Problem statement →
Would you please print the data a second time, exactly as it stands?

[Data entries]

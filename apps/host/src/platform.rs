//! Platform services that only log what they are asked to do.

use async_trait::async_trait;
use geofence_core::{
    BackgroundLauncher, GeoRegion, GeofenceAdapter, LocationFix, LocationProvider,
    PermissionProvider, Result,
};
use std::time::Duration;

#[derive(Debug, Default)]
pub struct LoggingPlatform;

#[async_trait]
impl GeofenceAdapter for LoggingPlatform {
    async fn start_monitoring(&self, region: &GeoRegion) -> Result<()> {
        tracing::info!(
            region = %region.id(),
            radius = region.radius(),
            lat = region.center().latitude,
            lng = region.center().longitude,
            "start monitoring"
        );
        Ok(())
    }

    async fn stop_monitoring(&self, region_id: &str) -> Result<()> {
        tracing::info!(region = %region_id, "stop monitoring");
        Ok(())
    }

    async fn stop_monitoring_all(&self) -> Result<()> {
        tracing::info!("stop monitoring all regions");
        Ok(())
    }
}

#[async_trait]
impl LocationProvider for LoggingPlatform {
    async fn last_known_location(&self) -> Result<Option<LocationFix>> {
        Ok(None)
    }

    async fn request_location(&self) -> Result<()> {
        tracing::info!("location requested");
        Ok(())
    }

    async fn start_periodic_updates(&self, interval: Duration) -> Result<()> {
        tracing::info!(interval_secs = interval.as_secs(), "periodic updates started");
        Ok(())
    }

    async fn stop_periodic_updates(&self) -> Result<()> {
        tracing::info!("periodic updates stopped");
        Ok(())
    }
}

#[async_trait]
impl PermissionProvider for LoggingPlatform {
    async fn is_authorized(&self) -> bool {
        false
    }

    async fn request_permissions(&self) -> Result<()> {
        tracing::info!("permission dialog requested");
        Ok(())
    }
}

#[async_trait]
impl BackgroundLauncher for LoggingPlatform {
    async fn launch(&self, entrypoint_handle: i64) -> Result<()> {
        tracing::info!(entrypoint_handle, "background context launch requested");
        Ok(())
    }
}
//! In-process implementations of the persistence traits.
//!
//! Nothing here survives a restart. Used when no database is configured
//! and throughout the tests.

use crate::error::Result;
use crate::persistence::{EventQueue, HandleStore, RegionRepository};
use crate::types::{GeoRegion, RegionState, TransitionEvent};
use std::collections::{HashMap, VecDeque};
use std::sync::Mutex;

#[derive(Default)]
pub struct MemoryHandleStore {
    handles: Mutex<HashMap<String, i64>>,
}

impl MemoryHandleStore {
    pub fn new() -> Self {
        Self::default()
    }
}

impl HandleStore for MemoryHandleStore {
    fn save_handle(&self, key: &str, handle: i64) -> Result<()> {
        self.handles
            .lock()
            .expect("store mutex poisoned")
            .insert(key.to_string(), handle);
        Ok(())
    }

    fn load_handle(&self, key: &str) -> Result<Option<i64>> {
        Ok(self.handles.lock().expect("store mutex poisoned").get(key).copied())
    }
}

/// Regions kept in insertion order so restores are deterministic.
#[derive(Default)]
pub struct MemoryRegionRepository {
    regions: Mutex<Vec<(GeoRegion, RegionState)>>,
}

impl MemoryRegionRepository {
    pub fn new() -> Self {
        Self::default()
    }
}

impl RegionRepository for MemoryRegionRepository {
    fn save_region(&self, region: &GeoRegion, state: RegionState) -> Result<()> {
        let mut regions = self.regions.lock().expect("store mutex poisoned");
        match regions.iter_mut().find(|(r, _)| r.id() == region.id()) {
            Some(entry) => *entry = (region.clone(), state),
            None => regions.push((region.clone(), state)),
        }
        Ok(())
    }

    fn delete_region(&self, id: &str) -> Result<()> {
        self.regions.lock().expect("store mutex poisoned").retain(|(r, _)| r.id() != id);
        Ok(())
    }

    fn clear_regions(&self) -> Result<()> {
        self.regions.lock().expect("store mutex poisoned").clear();
        Ok(())
    }

    fn load_regions(&self) -> Result<Vec<(GeoRegion, RegionState)>> {
        Ok(self.regions.lock().expect("store mutex poisoned").clone())
    }
}

#[derive(Default)]
pub struct MemoryQueue {
    events: Mutex<VecDeque<TransitionEvent>>,
}

impl MemoryQueue {
    pub fn new() -> Self {
        Self::default()
    }
}

impl EventQueue for MemoryQueue {
    fn push(&self, event: &TransitionEvent) -> Result<()> {
        self.events.lock().expect("store mutex poisoned").push_back(event.clone());
        Ok(())
    }

    fn drain(&self) -> Result<Vec<TransitionEvent>> {
        let drained = std::mem::take(&mut *self.events.lock().expect("store mutex poisoned"));
        Ok(drained.into())
    }

    fn len(&self) -> Result<usize> {
        Ok(self.events.lock().expect("store mutex poisoned").len())
    }
}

Written solution →
filename apps/host/src/platform.rs
//! Platform services that only log what they are asked to do.

use async_trait::async_trait;
use geofence_core::{
    BackgroundLauncher, GeoRegion, GeofenceAdapter, LocationFix, LocationProvider,
    PermissionProvider, Result,
};
use std::time::Duration;

#[derive(Debug, Default)]
pub struct LoggingPlatform;

#[async_trait]
impl GeofenceAdapter for LoggingPlatform {
    async fn start_monitoring(&self, region: &GeoRegion) -> Result<()> {
        tracing::info!(
            region = %region.id(),
            radius = region.radius(),
            lat = region.center().latitude,
            lng = region.center().longitude,
            "start monitoring"
        );
        Ok(())
    }

    async fn stop_monitoring(&self, region_id: &str) -> Result<()> {
        tracing::info!(region = %region_id, "stop monitoring");
        Ok(())
    }

    async fn stop_monitoring_all(&self) -> Result<()> {
        tracing::info!("stop monitoring all regions");
        Ok(())
    }
}

#[async_trait]
impl LocationProvider for LoggingPlatform {
    async fn last_known_location(&self) -> Result<Option<LocationFix>> {
        Ok(None)
    }

    async fn request_location(&self) -> Result<()> {
        tracing::info!("location requested");
        Ok(())
    }

    async fn start_periodic_updates(&self, interval: Duration) -> Result<()> {
        tracing::info!(interval_secs = interval.as_secs(), "periodic updates started");
        Ok(())
    }

    async fn stop_periodic_updates(&self) -> Result<()> {
        tracing::info!("periodic updates stopped");
        Ok(())
    }
}

#[async_trait]
impl PermissionProvider for LoggingPlatform {
    async fn is_authorized(&self) -> bool {
        false
    }

    async fn request_permissions(&self) -> Result<()> {
        tracing::info!("permission dialog requested");
        Ok(())
    }
}

#[async_trait]
impl BackgroundLauncher for LoggingPlatform {
    async fn launch(&self, entrypoint_handle: i64) -> Result<()> {
        tracing::info!(entrypoint_handle, "background context launch requested");
        Ok(())
    }
}
//! In-process implementations of the persistence traits.
//!
//! Nothing here survives a restart. Used when no database is configured
//! and throughout the tests.

use crate::error::Result;
use crate::persistence::{EventQueue, HandleStore, RegionRepository};
use crate::types::{GeoRegion, RegionState, TransitionEvent};
use std::collections::{HashMap, VecDeque};
use std::sync::Mutex;

#[derive(Default)]
pub struct MemoryHandleStore {
    handles: Mutex<HashMap<String, i64>>,
}

impl MemoryHandleStore {
    pub fn new() -> Self {
        Self::default()
    }
}

impl HandleStore for MemoryHandleStore {
    fn save_handle(&self, key: &str, handle: i64) -> Result<()> {
        self.handles
            .lock()
            .expect("store mutex poisoned")
            .insert(key.to_string(), handle);
        Ok(())
    }

    fn load_handle(&self, key: &str) -> Result<Option<i64>> {
        Ok(self.handles.lock().expect("store mutex poisoned").get(key).copied())
    }
}

/// Regions kept in insertion order so restores are deterministic.
#[derive(Default)]
pub struct MemoryRegionRepository {
    regions: Mutex<Vec<(GeoRegion, RegionState)>>,
}

impl MemoryRegionRepository {
    pub fn new() -> Self {
        Self::default()
    }
}

impl RegionRepository for MemoryRegionRepository {
    fn save_region(&self, region: &GeoRegion, state: RegionState) -> Result<()> {
        let mut regions = self.regions.lock().expect("store mutex poisoned");
        match regions.iter_mut().find(|(r, _)| r.id() == region.id()) {
            Some(entry) => *entry = (region.clone(), state),
            None => regions.push((region.clone(), state)),
        }
        Ok(())
    }

    fn delete_region(&self, id: &str) -> Result<()> {
        self.regions.lock().expect("store mutex poisoned").retain(|(r, _)| r.id() != id);
        Ok(())
    }

    fn clear_regions(&self) -> Result<()> {
        self.regions.lock().expect("store mutex poisoned").clear();
        Ok(())
    }

    fn load_regions(&self) -> Result<Vec<(GeoRegion, RegionState)>> {
        Ok(self.regions.lock().expect("store mutex poisoned").clone())
    }
}

#[derive(Default)]
pub struct MemoryQueue {
    events: Mutex<VecDeque<TransitionEvent>>,
}

impl MemoryQueue {
    pub fn new() -> Self {
        Self::default()
    }
}

impl EventQueue for MemoryQueue {
    fn push(&self, event: &TransitionEvent) -> Result<()> {
        self.events.lock().expect("store mutex poisoned").push_back(event.clone());
        Ok(())
    }

    fn drain(&self) -> Result<Vec<TransitionEvent>> {
        let drained = std::mem::take(&mut *self.events.lock().expect("store mutex poisoned"));
        Ok(drained.into())
    }

    fn len(&self) -> Result<usize> {
        Ok(self.events.lock().expect("store mutex poisoned").len())
    }
}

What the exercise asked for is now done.